Enoteca

I GET slightly apprehensive whenever I go to a fine dining restaurant, especially when I’ve heard mixed reports. So was the case with Adelaide’s Enoteca – some people told me it was good, others said it was overrated.

Enoteca is housed in the South Australian Italian Club on Carrington Street in the south-east corner of the city. When I was much, much younger my parents took my brother and me to the Italian Club on an almost weekly basis for dinner where endless courses of antipasti, pasta, scaloppini and deserts appeared in front of my wide-eyed face. Back then dining at the Italian Club was more like being a guest at an Italian wedding banquet than a restaurant (and yes, I did learn the infamous “chicken dance” there). I also believe that my “Anglo” parents were also up to mischief by encouraging my brother and me to dance with the Italian girls there (my father’s obsession for Italian cooking would be given a boost if there was an Italian daughter-in-law in the family).
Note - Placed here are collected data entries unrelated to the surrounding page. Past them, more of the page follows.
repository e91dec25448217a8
pub mod abstract_trait;
pub mod config;
pub mod di;
pub mod domain;
pub mod handler;
pub mod middleware;
pub mod model;
pub mod repository;
pub mod service;
pub mod state;
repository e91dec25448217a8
use crate::utils::metrics::{Method, Metrics, Status};
use anyhow::{Context as _, Result};
use opentelemetry::{
    Context, KeyValue, global,
    trace::{SpanKind, Status as SpanStatus, TraceContextExt, Tracer},
};
use opentelemetry_otlp::{LogExporter, MetricExporter, SpanExporter, WithExportConfig};
use opentelemetry_sdk::{
    Resource, logs::SdkLoggerProvider, metrics::SdkMeterProvider, trace::SdkTracerProvider,
};
use tokio::time::Instant;
use tracing::{error, info};

/// Span context plus wall-clock start of one service operation.
pub struct TracingContext {
    pub cx: Context,
    pub start_time: Instant,
}

impl TracingContext {
    pub fn start(
        tracer_name: &'static str,
        operation_name: &str,
        attributes: Vec<KeyValue>,
    ) -> Self {
        let tracer = global::tracer(tracer_name);
        let span = tracer
            .span_builder(operation_name.to_string())
            .with_kind(SpanKind::Server)
            .with_attributes(attributes)
            .start(&tracer);

        info!("Starting operation: {operation_name}");

        Self {
            cx: Context::current_with_span(span),
            start_time: Instant::now(),
        }
    }

    pub fn complete_success(&self, metrics: &Metrics, method: Method, message: &str) {
        self.complete(metrics, method, true, message);
    }

    pub fn complete_error(&self, metrics: &Metrics, method: Method, message: &str) {
        self.complete(metrics, method, false, message);
    }

    fn complete(&self, metrics: &Metrics, method: Method, is_success: bool, message: &str) {
        let elapsed = self.start_time.elapsed().as_secs_f64();
        let span = self.cx.span();

        span.add_event(
            "Operation completed",
            vec![
                KeyValue::new("status", if is_success { "SUCCESS" } else { "ERROR" }),
                KeyValue::new("duration_secs", elapsed.to_string()),
                KeyValue::new("message", message.to_string()),
            ],
        );

        let status = if is_success {
            info!("✅ Operation completed successfully: {message}");
            Status::Success
        } else {
            error!("❌ Operation failed: {message}");
            span.set_status(SpanStatus::error(message.to_string()));
            Status::Error
        };

        metrics.record(method, status, elapsed);
        span.end();
    }
}

/// OTLP providers for one service. Tracer and meter are installed
/// globally; the logger provider is handed to [`crate::utils::init_logger`].
pub struct Telemetry {
    tracer_provider: SdkTracerProvider,
    meter_provider: SdkMeterProvider,
    logger_provider: SdkLoggerProvider,
}

impl Telemetry {
    pub fn init(service_name: impl Into<String>, otel_endpoint: &str) -> Result<Self> {
        let resource = Resource::builder()
            .with_service_name(service_name.into())
            .build();

        let span_exporter = SpanExporter::builder()
            .with_tonic()
            .with_endpoint(otel_endpoint)
            .build()
            .context("Failed to create span exporter")?;

        let tracer_provider = SdkTracerProvider::builder()
            .with_resource(resource.clone())
            .with_batch_exporter(span_exporter)
            .build();

        global::set_tracer_provider(tracer_provider.clone());

        let metric_exporter = MetricExporter::builder()
            .with_tonic()
            .with_endpoint(otel_endpoint)
            .build()
            .context("Failed to create metric exporter")?;

        let meter_provider = SdkMeterProvider::builder()
            .with_resource(resource.clone())
            .with_periodic_exporter(metric_exporter)
            .build();

        global::set_meter_provider(meter_provider.clone());

        let log_exporter = LogExporter::builder()
            .with_tonic()
            .with_endpoint(otel_endpoint)
            .build()
            .context("Failed to create log exporter")?;

        let logger_provider = SdkLoggerProvider::builder()
            .with_resource(resource)
            .with_batch_exporter(log_exporter)
            .build();

        Ok(Self {
            tracer_provider,
            meter_provider,
            logger_provider,
        })
    }

    pub fn logger_provider(&self) -> SdkLoggerProvider {
        self.logger_provider.clone()
    }

    pub fn shutdown(self) -> Result<()> {
        let mut errors = Vec::new();

        if let Err(e) = self.tracer_provider.shutdown() {
            errors.push(format!("tracer provider: {e}"));
        }
        if let Err(e) = self.meter_provider.shutdown() {
            errors.push(format!("meter provider: {e}"));
        }
        if let Err(e) = self.logger_provider.shutdown() {
            errors.push(format!("logger provider: {e}"));
        }

        if !errors.is_empty() {
            anyhow::bail!("Failed to shutdown providers:\n{}", errors.join("\n"));
        }

        Ok(())
    }
}
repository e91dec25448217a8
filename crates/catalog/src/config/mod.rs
pub mod myconfig;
Enoteca is way, way different than my 1970s experiences. Flashbacks of images of ageing Italian men and women drinking home-made red wine out of tumblers and dancing on gaudy industrial-strength carpet with rabid children (like myself) running in between them (and away from cute Italian girls), disappeared when I entered Enoteca’s stylish and softly-illuminated interior. It is open (somewhat stark), yet chic. A bar is to one side of the space and is the feature of the room. The tables are neatly dressed with white-linen tablecloths and tea candles and are positioned around the rest of the space (and have enough distance from other tables so that you aren’t dining on top of other guests) and you sit on high-back leather chairs. Low lighting and long pale tulle drapes soften the “starkness”. In the middle of the room is a table which is surrounded on three sides by a tulle curtain and that is where me and my guests dined. This table is excellent – it is like having your own little private dining room – in front of you is the bar and on the sides and behind you are other guests. You have privacy without missing out on the action in the rest of the restaurant. Waiting staff, smartly dressed in pressed black uniforms, are professional and enthusiastic about the food and the wine on offer (especially apparent from our waiter for the evening – Nathaniel). Service was attentive but unobtrusive.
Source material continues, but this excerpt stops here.